[THE INPUT Boundary: Start]

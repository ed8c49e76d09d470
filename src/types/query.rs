//! Edge queries and their classification.

use std::collections::BTreeSet;
use std::fmt;

use serde::{Deserialize, Serialize};

use super::edge::{NodeId, NodePair};
use super::interval::{Interval, TimeBounds};
use super::time::TimePoint;

/// Error for structurally malformed queries.
#[derive(Debug, Clone, PartialEq, Eq, thiserror::Error)]
pub enum QueryError {
    /// `exact_match` requires both bounds.
    #[error("Exact interval match requires both begin and end to be defined")]
    ExactMatchNeedsBounds,
    /// `begin > end`.
    #[error("Query end must be greater than or equal to begin: begin {begin}, end {end}")]
    InvertedBounds {
        /// Debug rendering of the begin bound.
        begin: String,
        /// Debug rendering of the end bound.
        end: String,
    },
}

/// Node restriction of a query.
#[derive(Debug, Clone, PartialEq, Eq, Serialize, Deserialize)]
#[serde(rename_all = "snake_case")]
#[serde(bound(deserialize = "N: Deserialize<'de> + Ord"))]
pub enum NodeConstraint<N> {
    /// Edges with at least one endpoint in the set.
    Incident(BTreeSet<N>),
    /// Edges of exactly this pair.
    Between(N, N),
}

impl<N: NodeId> NodeConstraint<N> {
    /// Whether an edge of `pair` satisfies the constraint.
    pub fn admits(&self, pair: &NodePair<N>) -> bool {
        match self {
            Self::Incident(nodes) => nodes.contains(pair.low()) || nodes.contains(pair.high()),
            Self::Between(u, v) => pair.low() == u.min(v) && pair.high() == u.max(v),
        }
    }

    /// The distinct nodes named by the constraint.
    pub fn named_nodes(&self) -> BTreeSet<&N> {
        match self {
            Self::Incident(nodes) => nodes.iter().collect(),
            Self::Between(u, v) => [u, v].into_iter().collect(),
        }
    }
}

/// The two filter orderings for a compound slice.
#[derive(Debug, Clone, Copy, PartialEq, Eq, Hash, Default, Serialize, Deserialize)]
#[serde(rename_all = "snake_case")]
pub enum SliceOrder {
    /// Restrict to edges incident on the node set, then filter by interval.
    #[default]
    NodeFirst,
    /// Restrict to edges overlapping the interval, then filter by node.
    IntervalFirst,
}

impl fmt::Display for SliceOrder {
    fn fmt(&self, f: &mut fmt::Formatter<'_>) -> fmt::Result {
        match self {
            Self::NodeFirst => write!(f, "node_first"),
            Self::IntervalFirst => write!(f, "interval_first"),
        }
    }
}

/// Which constraints a query carries.
#[derive(Debug, Clone, Copy, PartialEq, Eq, Hash, Serialize, Deserialize)]
#[serde(rename_all = "snake_case")]
pub enum QueryShape {
    /// No constraint at all.
    Unconstrained,
    /// Node constraint only.
    NodeOnly,
    /// Interval constraint only.
    IntervalOnly,
    /// Both: an ordering decision is needed.
    Compound,
}

/// An immutable edge query.
///
/// ```rust,ignore
/// let q = EdgeQuery::all().incident_to([1, 2]).during(3, 9);
/// assert_eq!(q.shape(), QueryShape::Compound);
/// ```
#[derive(Debug, Clone, PartialEq, Eq, Serialize, Deserialize)]
#[serde(bound(deserialize = "N: Deserialize<'de> + Ord, T: Deserialize<'de>"))]
pub struct EdgeQuery<N, T> {
    nodes: Option<NodeConstraint<N>>,
    bounds: TimeBounds<T>,
    exact_match: bool,
}

impl<N, T> Default for EdgeQuery<N, T> {
    fn default() -> Self {
        Self {
            nodes: None,
            bounds: TimeBounds::default(),
            exact_match: false,
        }
    }
}

impl<N: NodeId, T: TimePoint> EdgeQuery<N, T> {
    /// The unconstrained query.
    pub fn all() -> Self {
        Self::default()
    }

    /// Restrict to edges incident on any of `nodes`.
    pub fn incident_to<I: IntoIterator<Item = N>>(mut self, nodes: I) -> Self {
        self.nodes = Some(NodeConstraint::Incident(nodes.into_iter().collect()));
        self
    }

    /// Restrict to edges incident on `node`.
    pub fn node(self, node: N) -> Self {
        self.incident_to([node])
    }

    /// Restrict to edges between `u` and `v`.
    pub fn between(mut self, u: N, v: N) -> Self {
        self.nodes = Some(NodeConstraint::Between(u, v));
        self
    }

    /// Set the lower bound.
    pub fn begin(mut self, begin: T) -> Self {
        self.bounds.begin = Some(begin);
        self
    }

    /// Set the upper bound.
    pub fn end(mut self, end: T) -> Self {
        self.bounds.end = Some(end);
        self
    }

    /// Set both bounds.
    pub fn during(self, begin: T, end: T) -> Self {
        self.begin(begin).end(end)
    }

    /// Replace the bounds wholesale.
    pub fn with_bounds(mut self, bounds: TimeBounds<T>) -> Self {
        self.bounds = bounds;
        self
    }

    /// Require stored intervals to equal the bounds exactly.
    pub fn exact(mut self, exact_match: bool) -> Self {
        self.exact_match = exact_match;
        self
    }

    /// Node constraint, if any.
    pub fn nodes(&self) -> Option<&NodeConstraint<N>> {
        self.nodes.as_ref()
    }

    /// Time bounds.
    pub fn bounds(&self) -> &TimeBounds<T> {
        &self.bounds
    }

    /// Whether exact interval matching is requested.
    pub fn is_exact(&self) -> bool {
        self.exact_match
    }

    /// Classify the query.
    pub fn shape(&self) -> QueryShape {
        match (self.nodes.is_some(), !self.bounds.is_unbounded()) {
            (false, false) => QueryShape::Unconstrained,
            (true, false) => QueryShape::NodeOnly,
            (false, true) => QueryShape::IntervalOnly,
            (true, true) => QueryShape::Compound,
        }
    }

    /// Reject structurally malformed queries.
    pub fn validate(&self) -> Result<(), QueryError> {
        if self.exact_match && (self.bounds.begin.is_none() || self.bounds.end.is_none()) {
            return Err(QueryError::ExactMatchNeedsBounds);
        }
        self.bounds.validate()
    }

    /// Whether a stored `(pair, interval)` satisfies the whole query.
    pub fn admits(&self, pair: &NodePair<N>, interval: &Interval<T>) -> bool {
        let nodes_ok = self.nodes.as_ref().map_or(true, |c| c.admits(pair));
        nodes_ok && self.admits_interval(interval)
    }

    /// Whether `interval` satisfies the time part of the query.
    pub fn admits_interval(&self, interval: &Interval<T>) -> bool {
        if self.exact_match {
            self.bounds.begin == Some(interval.begin()) && self.bounds.end == Some(interval.end())
        } else {
            self.bounds.admits(interval)
        }
    }
}

#[cfg(test)]
mod tests {
    use super::*;

    type Q = EdgeQuery<u32, i64>;

    #[test]
    fn test_shape_classification() {
        assert_eq!(Q::all().shape(), QueryShape::Unconstrained);
        assert_eq!(Q::all().node(1).shape(), QueryShape::NodeOnly);
        assert_eq!(Q::all().begin(5).shape(), QueryShape::IntervalOnly);
        assert_eq!(Q::all().between(1, 2).end(9).shape(), QueryShape::Compound);
    }

    #[test]
    fn test_exact_requires_both_bounds() {
        assert_eq!(
            Q::all().begin(6).exact(true).validate(),
            Err(QueryError::ExactMatchNeedsBounds)
        );
        assert!(Q::all().during(6, 9).exact(true).validate().is_ok());
    }

    #[test]
    fn test_inverted_bounds_rejected() {
        assert!(matches!(
            Q::all().during(9, 6).validate(),
            Err(QueryError::InvertedBounds { .. })
        ));
    }

    #[test]
    fn test_between_is_unordered() {
        let constraint = NodeConstraint::Between(3_u32, 1);
        assert!(constraint.admits(&NodePair::new(1, 3)));
        assert!(!constraint.admits(&NodePair::new(1, 2)));
    }

    #[test]
    fn test_exact_admits_only_identical_interval() {
        let q = Q::all().during(6, 9).exact(true);
        assert!(q.admits_interval(&Interval::new(6, 9).unwrap()));
        assert!(!q.admits_interval(&Interval::new(6, 8).unwrap()));
        assert!(!q.admits_interval(&Interval::new(5, 9).unwrap()));
    }

    #[test]
    fn test_query_serde_round_trip() {
        let q = Q::all().incident_to([3, 1]).during(2, 7);
        let raw = serde_json::to_string(&q).unwrap();
        let back: Q = serde_json::from_str(&raw).unwrap();
        assert_eq!(back, q);
        assert_eq!(back.shape(), QueryShape::Compound);

        let exact = Q::all().between(4, 2).during(1, 5).exact(true);
        let back: Q = serde_json::from_str(&serde_json::to_string(&exact).unwrap()).unwrap();
        assert_eq!(back, exact);
    }
}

[THE INPUT Boundary: End]

TASK BRIEF> Working down from the line that contains "assert_eq!(Q::all().begin(5).shape(), QueryShape::IntervalOnly);", retype each line exactly through the last line of the data, and give nothing else.

TASK OUTPUT>
        assert_eq!(Q::all().begin(5).shape(), QueryShape::IntervalOnly);
        assert_eq!(Q::all().between(1, 2).end(9).shape(), QueryShape::Compound);
    }

    #[test]
    fn test_exact_requires_both_bounds() {
        assert_eq!(
            Q::all().begin(6).exact(true).validate(),
            Err(QueryError::ExactMatchNeedsBounds)
        );
        assert!(Q::all().during(6, 9).exact(true).validate().is_ok());
    }

    #[test]
    fn test_inverted_bounds_rejected() {
        assert!(matches!(
            Q::all().during(9, 6).validate(),
            Err(QueryError::InvertedBounds { .. })
        ));
    }

    #[test]
    fn test_between_is_unordered() {
        let constraint = NodeConstraint::Between(3_u32, 1);
        assert!(constraint.admits(&NodePair::new(1, 3)));
        assert!(!constraint.admits(&NodePair::new(1, 2)));
    }

    #[test]
    fn test_exact_admits_only_identical_interval() {
        let q = Q::all().during(6, 9).exact(true);
        assert!(q.admits_interval(&Interval::new(6, 9).unwrap()));
        assert!(!q.admits_interval(&Interval::new(6, 8).unwrap()));
        assert!(!q.admits_interval(&Interval::new(5, 9).unwrap()));
    }

    #[test]
    fn test_query_serde_round_trip() {
        let q = Q::all().incident_to([3, 1]).during(2, 7);
        let raw = serde_json::to_string(&q).unwrap();
        let back: Q = serde_json::from_str(&raw).unwrap();
        assert_eq!(back, q);
        assert_eq!(back.shape(), QueryShape::Compound);

        let exact = Q::all().between(4, 2).during(1, 5).exact(true);
        let back: Q = serde_json::from_str(&serde_json::to_string(&exact).unwrap()).unwrap();
        assert_eq!(back, exact);
    }
}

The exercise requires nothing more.